Dados do Mapa de Inadimplência da Serasa, referentes a março de 2026 e divulgados por plataformas de análise estatística, mostram que o Acre registrou 47,1% da população adulta inadimplente — o menor percentual entre os estados da Região Norte. No mesmo levantamento, o Amapá aparece com o maior índice, de 65,1%, evidenciando a desigualdade regional no nível de endividamento das famílias.
No recorte regional, o desempenho do Acre se destaca frente a estados vizinhos com taxas mais elevadas, como Amazonas (60,1%) e Rondônia (53,4%). Embora o percentual ainda represente quase metade da população adulta, o cenário indica uma pressão menor em comparação ao restante da região, onde grande parte dos estados supera os 50%.
A análise dos dados, com base em informações da própria Serasa, aponta influência direta de políticas públicas de renda e crédito.
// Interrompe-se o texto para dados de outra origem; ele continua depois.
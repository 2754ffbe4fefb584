// RUNTIME PREFERENCES (User Experience)

use super::compile_time::logging::ENV_PREFIX;
use crate::lexical::ScanStrategy;
use crate::logging::{codes, LogLevel};
use serde::{Deserialize, Serialize};
use std::env;
use std::path::{Path, PathBuf};

/// Configuration loading errors
#[derive(Debug, thiserror::Error)]
pub enum ConfigError {
    #[error("Invalid configuration document: {0}")]
    Parse(#[from] toml::de::Error),

    #[error("Failed to read configuration file '{}': {source}", .path.display())]
    Io {
        path: PathBuf,
        #[source]
        source: std::io::Error,
    },

    #[error("Invalid value '{value}' for '{key}'")]
    InvalidValue { key: String, value: String },
}

impl ConfigError {
    pub fn error_code(&self) -> crate::logging::Code {
        match self {
            ConfigError::Parse(_) => codes::config::CONFIG_PARSE_ERROR,
            ConfigError::Io { .. } => codes::config::CONFIG_IO_ERROR,
            ConfigError::InvalidValue { .. } => codes::config::INVALID_CONFIG_VALUE,
        }
    }
}

fn env_value(name: &str) -> Option<String> {
    env::var(format!("{}{}", ENV_PREFIX, name)).ok()
}

fn env_flag(name: &str, default: bool) -> bool {
    env_value(name)
        .and_then(|v| v.parse().ok())
        .unwrap_or(default)
}

#[derive(Debug, Clone, PartialEq, Serialize, Deserialize)]
#[serde(default)]
pub struct LexicalPreferences {
    /// Which scanning strategy `create_scanner` builds
    pub strategy: ScanStrategy,

    /// Whether to tally per-kind token metrics during a scan
    pub collect_detailed_metrics: bool,

    /// Whether to count individual operator usage
    pub track_operator_patterns: bool,

    /// Whether to log a debug event for every unknown token
    pub log_unknown_tokens: bool,
}

impl Default for LexicalPreferences {
    fn default() -> Self {
        Self {
            strategy: env_value(env_vars::LEXICAL_STRATEGY)
                .and_then(|v| v.parse().ok())
                .unwrap_or_default(),
            collect_detailed_metrics: env_flag(env_vars::LEXICAL_DETAILED_METRICS, true),
            track_operator_patterns: env_flag(env_vars::LEXICAL_TRACK_OPERATORS, false),
            log_unknown_tokens: env_flag(env_vars::LEXICAL_LOG_UNKNOWN, false),
        }
    }
}

#[derive(Debug, Clone, PartialEq, Serialize, Deserialize)]
#[serde(default)]
pub struct LoggingPreferences {
    /// Most verbose level that reaches the logger
    pub min_log_level: LogLevel,

    /// Emit JSON lines instead of plain text
    pub use_structured_logging: bool,

    /// Include category, severity and context in console output
    pub detailed_console_output: bool,
}

impl Default for LoggingPreferences {
    fn default() -> Self {
        Self {
            min_log_level: env_value(env_vars::LOGGING_MIN_LEVEL)
                .and_then(|v| LogLevel::parse(&v))
                .unwrap_or(LogLevel::Info),
            use_structured_logging: env_flag(env_vars::LOGGING_USE_STRUCTURED, false),
            detailed_console_output: env_flag(env_vars::LOGGING_DETAILED, false),
        }
    }
}

#[derive(Debug, Clone, Default, PartialEq, Serialize, Deserialize)]
#[serde(default)]
pub struct RuntimeConfig {
    pub lexical: LexicalPreferences,
    pub logging: LoggingPreferences,
}

impl RuntimeConfig {
    /// Parse a TOML document; missing keys fall back to environment-aware defaults
    pub fn from_toml_str(document: &str) -> Result<Self, ConfigError> {
        let config: RuntimeConfig = toml::from_str(document)?;
        Ok(config)
    }

    /// Load configuration from a TOML file
    pub fn load(path: &Path) -> Result<Self, ConfigError> {
        let document = std::fs::read_to_string(path).map_err(|source| ConfigError::Io {
            path: path.to_path_buf(),
            source,
        })?;
        let config = Self::from_toml_str(&document)?;

        crate::log_success!(codes::success::CONFIG_LOADED, "Runtime configuration loaded",
            "path" => path.display(),
            "strategy" => config.lexical.strategy
        );

        Ok(config)
    }
}

/// Environment variable names (without the `PROTO_LEXER_` prefix)
pub mod env_vars {
    // Lexical
    pub const LEXICAL_STRATEGY: &str = "LEXICAL_STRATEGY";
    pub const LEXICAL_DETAILED_METRICS: &str = "LEXICAL_DETAILED_METRICS";
    pub const LEXICAL_TRACK_OPERATORS: &str = "LEXICAL_TRACK_OPERATORS";
    pub const LEXICAL_LOG_UNKNOWN: &str = "LEXICAL_LOG_UNKNOWN";

    // Logging
    pub const LOGGING_MIN_LEVEL: &str = "LOGGING_MIN_LEVEL";
    pub const LOGGING_USE_STRUCTURED: &str = "LOGGING_USE_STRUCTURED";
    pub const LOGGING_DETAILED: &str = "LOGGING_DETAILED";
}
Programas federais de transferência de renda e iniciativas de renegociação de dívidas têm contribuído para manter o consumo básico e reduzir a inadimplência estrutural, sobretudo em estados com menor dinamismo econômico.

No Acre, ações locais também reforçam esse quadro. Medidas voltadas à educação financeira, o fortalecimento de órgãos de defesa do consumidor e a realização de mutirões de renegociação ampliam as oportunidades de regularização de débitos. Esse conjunto de estratégias ajuda a conter o avanço do superendividamento e a preservar parte da capacidade de consumo das famílias.
Apesar do desempenho relativamente mais favorável na região, o índice de 47,1% ainda representa um desafio significativo. O cenário reforça a necessidade de continuidade de políticas voltadas ao crédito responsável e à geração de renda, para evitar o aumento da inadimplência nos próximos meses.